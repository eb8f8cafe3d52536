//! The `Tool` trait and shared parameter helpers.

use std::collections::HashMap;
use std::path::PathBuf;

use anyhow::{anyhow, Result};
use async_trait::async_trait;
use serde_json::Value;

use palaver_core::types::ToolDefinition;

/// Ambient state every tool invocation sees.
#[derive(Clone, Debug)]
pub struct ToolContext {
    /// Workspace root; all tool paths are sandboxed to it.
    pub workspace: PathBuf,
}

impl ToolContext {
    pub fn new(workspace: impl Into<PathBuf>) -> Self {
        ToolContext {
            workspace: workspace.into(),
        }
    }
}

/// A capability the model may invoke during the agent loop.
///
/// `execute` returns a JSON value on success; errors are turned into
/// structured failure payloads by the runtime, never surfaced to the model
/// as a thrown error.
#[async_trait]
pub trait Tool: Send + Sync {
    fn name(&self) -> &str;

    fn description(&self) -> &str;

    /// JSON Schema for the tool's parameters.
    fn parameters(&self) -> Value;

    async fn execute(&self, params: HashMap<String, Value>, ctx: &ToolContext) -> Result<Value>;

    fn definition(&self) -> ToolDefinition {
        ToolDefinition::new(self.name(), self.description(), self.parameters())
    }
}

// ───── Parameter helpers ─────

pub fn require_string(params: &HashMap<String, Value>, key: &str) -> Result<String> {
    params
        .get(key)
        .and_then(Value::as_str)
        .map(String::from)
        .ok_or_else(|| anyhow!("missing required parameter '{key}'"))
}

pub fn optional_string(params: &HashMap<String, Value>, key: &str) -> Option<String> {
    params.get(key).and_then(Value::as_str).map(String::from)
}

-------------------------

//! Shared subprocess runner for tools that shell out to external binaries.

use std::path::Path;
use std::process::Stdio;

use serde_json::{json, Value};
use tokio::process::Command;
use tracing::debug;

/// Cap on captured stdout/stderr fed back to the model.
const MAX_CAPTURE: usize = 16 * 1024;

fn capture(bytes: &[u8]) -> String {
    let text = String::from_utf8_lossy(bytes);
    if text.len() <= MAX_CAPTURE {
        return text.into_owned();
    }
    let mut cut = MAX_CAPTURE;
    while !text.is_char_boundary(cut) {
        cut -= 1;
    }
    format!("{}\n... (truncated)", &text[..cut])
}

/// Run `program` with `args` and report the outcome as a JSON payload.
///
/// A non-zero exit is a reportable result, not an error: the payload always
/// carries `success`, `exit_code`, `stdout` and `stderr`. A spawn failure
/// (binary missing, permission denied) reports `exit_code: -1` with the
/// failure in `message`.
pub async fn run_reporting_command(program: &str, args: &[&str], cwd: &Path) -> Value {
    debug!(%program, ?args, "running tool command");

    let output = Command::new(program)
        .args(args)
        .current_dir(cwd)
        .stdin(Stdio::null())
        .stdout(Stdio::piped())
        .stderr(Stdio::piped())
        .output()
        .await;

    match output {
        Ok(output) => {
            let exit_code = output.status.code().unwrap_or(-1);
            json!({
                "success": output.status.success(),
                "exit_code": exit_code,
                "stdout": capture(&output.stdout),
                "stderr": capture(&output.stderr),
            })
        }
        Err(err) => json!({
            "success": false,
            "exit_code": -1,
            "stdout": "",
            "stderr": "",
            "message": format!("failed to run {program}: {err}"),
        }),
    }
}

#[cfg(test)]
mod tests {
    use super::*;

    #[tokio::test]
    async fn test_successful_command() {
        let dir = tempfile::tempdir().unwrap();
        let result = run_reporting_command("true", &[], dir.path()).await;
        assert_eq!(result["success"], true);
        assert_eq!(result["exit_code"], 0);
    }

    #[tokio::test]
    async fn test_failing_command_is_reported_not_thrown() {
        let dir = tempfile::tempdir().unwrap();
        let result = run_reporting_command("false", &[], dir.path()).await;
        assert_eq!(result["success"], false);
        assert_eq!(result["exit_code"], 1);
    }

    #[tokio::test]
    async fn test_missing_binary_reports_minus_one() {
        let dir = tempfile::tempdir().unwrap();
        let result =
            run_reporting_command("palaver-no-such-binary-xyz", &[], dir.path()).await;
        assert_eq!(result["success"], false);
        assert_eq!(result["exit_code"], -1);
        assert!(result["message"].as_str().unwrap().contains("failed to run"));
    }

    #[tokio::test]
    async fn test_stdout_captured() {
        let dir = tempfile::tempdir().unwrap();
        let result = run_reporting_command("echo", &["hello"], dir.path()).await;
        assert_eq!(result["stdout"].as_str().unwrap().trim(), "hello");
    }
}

-------------------------

▸ **Brief**
Work out how many lines in the entries hold the string "await". Your answer should consist solely of that number.

▸ **Exercise response**
5